The balance of power shifts amid a retreat by Trump and Europe.

China's U.N. ambassador,  Liu Jieyi, votes to bar discussion of North Korea's human rights record at the U.N. Security Council in New York on Dec. 22, 2014. (Kena Betancur/Getty Images)
China's U.N. ambassador, Liu Jieyi, votes to bar discussion of North Korea's human rights record at the U.N. Security Council in New York on Dec. 22, 2014. (Kena Betancur/Getty Images)

António Guterres, the secretary-general of the United Nations, has quietly begun to dismantle a key cell within his office charged with ensuring that the international body’s sprawling political and humanitarian agencies promote human rights.

The move comes mere months after China, with the support of Russia and other critics of the U.N. human rights mission, led a successful effort in an obscure but powerful U.N. budget committee to block a request by Guterres to fund the cell, which was established in 2014.

The development is just one of the latest signs that Beijing and Moscow are gradually gaining ground in their geopolitical struggle against the West to roll back decades of advances on human rights at the U.N. But human rights proponents claim that the U.N. chief, as well as the United States and European countries, has done too little to resist the trend.

On a range of fronts, China and Russia have grown increasingly assertive in their efforts to curtail human rights advocacy, targeting financing for U.N. rights programs, barring human rights defenders from participating in U.N. meetings, and ratcheting up pressure on smaller countries to vote alongside them in the U.N. Security Council.

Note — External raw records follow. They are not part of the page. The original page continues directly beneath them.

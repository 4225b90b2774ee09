//! # Permit Catalog API
//!
//! Read-only access to the active permit types, their fees and the
//! document categories each one requires.

use axum::extract::{Path, State};
use axum::routing::get;
use axum::{Json, Router};
use serde::Serialize;
use utoipa::ToSchema;
use uuid::Uuid;

use permits_core::PermitTypeId;
use permits_state::PermitType;

use crate::error::AppError;
use crate::state::AppState;

#[derive(Debug, Serialize, ToSchema)]
pub struct PermitTypeResponse {
    pub id: Uuid,
    pub name: String,
    pub description: String,
    /// Decimal string in KES, e.g. "2500.00".
    pub fee: String,
    pub is_active: bool,
    pub required_documents: Vec<RequiredDocument>,
}

#[derive(Debug, Serialize, ToSchema)]
pub struct RequiredDocument {
    pub document_type: String,
    pub label: String,
}

impl From<PermitType> for PermitTypeResponse {
    fn from(p: PermitType) -> Self {
        Self {
            id: *p.id.as_uuid(),
            name: p.name,
            description: p.description,
            fee: p.fee.to_decimal_string(),
            is_active: p.is_active,
            required_documents: p
                .required_documents
                .iter()
                .map(|d| RequiredDocument {
                    document_type: d.as_str().to_string(),
                    label: d.label().to_string(),
                })
                .collect(),
        }
    }
}

pub fn router() -> Router<AppState> {
    Router::new()
        .route("/v1/permit-types", get(list_permit_types))
        .route("/v1/permit-types/{id}", get(get_permit_type))
}

/// GET /v1/permit-types: Active permit types.
#[utoipa::path(
    get,
    path = "/v1/permit-types",
    responses(
        (status = 200, description = "Active permit types", body = Vec<PermitTypeResponse>),
    ),
    tag = "permit-types"
)]
pub(crate) async fn list_permit_types(
    State(state): State<AppState>,
) -> Result<Json<Vec<PermitTypeResponse>>, AppError> {
    let permits = state.service.list_permit_types().await?;
    Ok(Json(permits.into_iter().map(Into::into).collect()))
}

/// GET /v1/permit-types/{id}: One permit type.
#[utoipa::path(
    get,
    path = "/v1/permit-types/{id}",
    params(("id" = Uuid, Path, description = "Permit type ID")),
    responses(
        (status = 200, description = "Permit type found", body = PermitTypeResponse),
        (status = 404, description = "Permit type not found", body = crate::error::ErrorBody),
    ),
    tag = "permit-types"
)]
pub(crate) async fn get_permit_type(
    State(state): State<AppState>,
    Path(id): Path<Uuid>,
) -> Result<Json<PermitTypeResponse>, AppError> {
    let permit = state
        .service
        .get_permit_type(PermitTypeId::from_uuid(id))
        .await?;
    Ok(Json(permit.into()))
}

They have tapped into a growing aversion to advocacy from scores of governments that resent what they see as the West’s manipulation of human rights causes to punish political rivals.

“China is the real playmaker here. It has cleverly combined positive messaging over climate change and development with an increasingly uncompromising approach to limiting human rights,” says Richard Gowan, a U.N. expert at the European Council on Foreign Relations. “It can get away with this because a lot of diplomats view Chinese engagement at the U.N. as insurance against Trump walking away [from multilateralism].”

Only last week, Beijing and Moscow prevailed in an effort to block a U.S.-backed proposal to have the U.N. high commissioner for human rights, Zeid Raad al-Hussein, brief the Security Council in a formal session on flagrant rights abuses in Syria.

The United States required a vote by at least nine members of the 15-nation council to schedule the meeting. But the effort collapsed when representatives of the council’s three African countries — Equatorial Guinea, Ethiopia, and Ivory Coast — broke with the Western camp and abstained.

The final stroke that killed the initiative was delivered by Ivory Coast, a former French colony that had privately vowed to vote alongside France and the United States but defected at the last moment, according to a Security Council diplomat. The reversal, officials say, followed a strenuous diplomatic pressure campaign by China.

The United States downplayed the significance of the defeat, arguing that it, the United Kingdom, and France ultimately outmaneuvered China and Russia by arranging an informal briefing by Zeid to council members.

A U.S. official speaking to Foreign Policy challenges the notion that human rights has been in retreat at the U.N. since President Donald Trump took office.

“On the contrary, the United States has been gaining ground on human rights at the U.N.,” the official says, citing a number of human rights meetings sponsored by Nikki Haley, the U.S. ambassador to the U.N.

“We held the first Security Council meeting on human rights during our presidency last year and have held country-specific U.N. meetings on human rights abuses in North Korea and Venezuela in New York and Geneva,” the official says. “We held a briefing to the Security Council on the crackdown on protesters in Iran. All of these show a larger human rights profile across the U.N. system, which unsurprisingly puts countries like Russia and China — who are no friends to human rights — on the defense.”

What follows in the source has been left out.